- _ACTION ITEM_
Check every line of the entries for "diagram", and copy the lines that hold it.

Dataset entries
---

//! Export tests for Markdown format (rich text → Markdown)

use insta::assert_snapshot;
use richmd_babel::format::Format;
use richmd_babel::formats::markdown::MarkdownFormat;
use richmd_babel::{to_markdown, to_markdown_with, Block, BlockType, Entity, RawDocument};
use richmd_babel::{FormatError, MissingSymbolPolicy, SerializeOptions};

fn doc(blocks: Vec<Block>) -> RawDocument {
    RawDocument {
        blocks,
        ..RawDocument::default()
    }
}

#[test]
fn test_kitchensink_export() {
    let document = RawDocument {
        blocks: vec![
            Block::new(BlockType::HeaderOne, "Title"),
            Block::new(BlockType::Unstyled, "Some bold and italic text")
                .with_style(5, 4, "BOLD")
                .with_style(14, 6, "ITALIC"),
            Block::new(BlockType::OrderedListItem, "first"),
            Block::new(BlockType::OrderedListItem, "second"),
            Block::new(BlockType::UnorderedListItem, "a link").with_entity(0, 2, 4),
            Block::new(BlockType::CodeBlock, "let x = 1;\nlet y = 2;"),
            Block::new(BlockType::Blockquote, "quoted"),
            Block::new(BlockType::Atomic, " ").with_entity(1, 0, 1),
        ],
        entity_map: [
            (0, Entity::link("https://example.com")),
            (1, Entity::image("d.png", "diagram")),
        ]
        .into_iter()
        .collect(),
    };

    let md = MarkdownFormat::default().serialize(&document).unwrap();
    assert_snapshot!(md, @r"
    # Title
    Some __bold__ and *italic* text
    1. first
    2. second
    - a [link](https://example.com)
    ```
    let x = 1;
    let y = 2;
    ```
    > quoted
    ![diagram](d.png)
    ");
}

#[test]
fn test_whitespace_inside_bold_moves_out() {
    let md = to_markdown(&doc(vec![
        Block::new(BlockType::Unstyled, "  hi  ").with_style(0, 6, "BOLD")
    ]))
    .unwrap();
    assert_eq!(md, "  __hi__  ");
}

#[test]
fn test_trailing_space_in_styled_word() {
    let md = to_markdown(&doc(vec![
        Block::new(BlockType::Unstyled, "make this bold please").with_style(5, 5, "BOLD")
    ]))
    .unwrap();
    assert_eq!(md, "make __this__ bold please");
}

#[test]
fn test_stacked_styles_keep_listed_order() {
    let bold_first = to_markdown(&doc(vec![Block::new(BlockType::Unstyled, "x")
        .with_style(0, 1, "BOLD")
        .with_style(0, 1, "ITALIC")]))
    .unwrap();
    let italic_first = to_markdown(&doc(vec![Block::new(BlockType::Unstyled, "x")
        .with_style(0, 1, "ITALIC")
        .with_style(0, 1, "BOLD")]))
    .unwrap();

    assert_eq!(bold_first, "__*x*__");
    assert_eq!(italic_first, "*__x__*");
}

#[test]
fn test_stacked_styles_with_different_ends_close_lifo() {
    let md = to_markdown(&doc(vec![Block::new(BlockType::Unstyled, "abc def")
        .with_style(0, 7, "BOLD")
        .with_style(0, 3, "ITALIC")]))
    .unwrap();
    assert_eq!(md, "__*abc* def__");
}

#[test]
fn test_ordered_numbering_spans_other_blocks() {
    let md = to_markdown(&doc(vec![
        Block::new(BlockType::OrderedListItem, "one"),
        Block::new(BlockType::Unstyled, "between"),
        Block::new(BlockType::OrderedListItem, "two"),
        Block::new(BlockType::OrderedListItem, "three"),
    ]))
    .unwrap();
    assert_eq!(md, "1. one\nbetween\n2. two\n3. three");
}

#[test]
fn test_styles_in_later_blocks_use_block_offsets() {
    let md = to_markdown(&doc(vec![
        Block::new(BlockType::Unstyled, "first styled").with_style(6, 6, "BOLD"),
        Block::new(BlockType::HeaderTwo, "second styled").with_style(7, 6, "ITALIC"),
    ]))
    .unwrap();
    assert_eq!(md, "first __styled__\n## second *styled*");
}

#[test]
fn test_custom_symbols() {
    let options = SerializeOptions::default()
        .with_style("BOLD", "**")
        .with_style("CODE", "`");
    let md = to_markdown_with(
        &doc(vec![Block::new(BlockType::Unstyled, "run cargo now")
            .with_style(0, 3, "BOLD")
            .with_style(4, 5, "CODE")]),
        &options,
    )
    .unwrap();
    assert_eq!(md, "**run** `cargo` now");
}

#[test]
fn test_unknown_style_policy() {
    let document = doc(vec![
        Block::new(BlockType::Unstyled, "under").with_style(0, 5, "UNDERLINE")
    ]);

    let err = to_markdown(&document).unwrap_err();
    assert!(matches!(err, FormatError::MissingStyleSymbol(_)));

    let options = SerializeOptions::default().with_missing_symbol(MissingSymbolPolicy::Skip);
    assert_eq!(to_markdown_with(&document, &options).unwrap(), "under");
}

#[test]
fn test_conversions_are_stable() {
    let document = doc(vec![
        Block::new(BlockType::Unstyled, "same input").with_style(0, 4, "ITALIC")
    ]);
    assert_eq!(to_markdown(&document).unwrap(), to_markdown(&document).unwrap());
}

---

- _REPLY TO THE EXERCISE_
            (1, Entity::image("d.png", "diagram")),
    ![diagram](d.png)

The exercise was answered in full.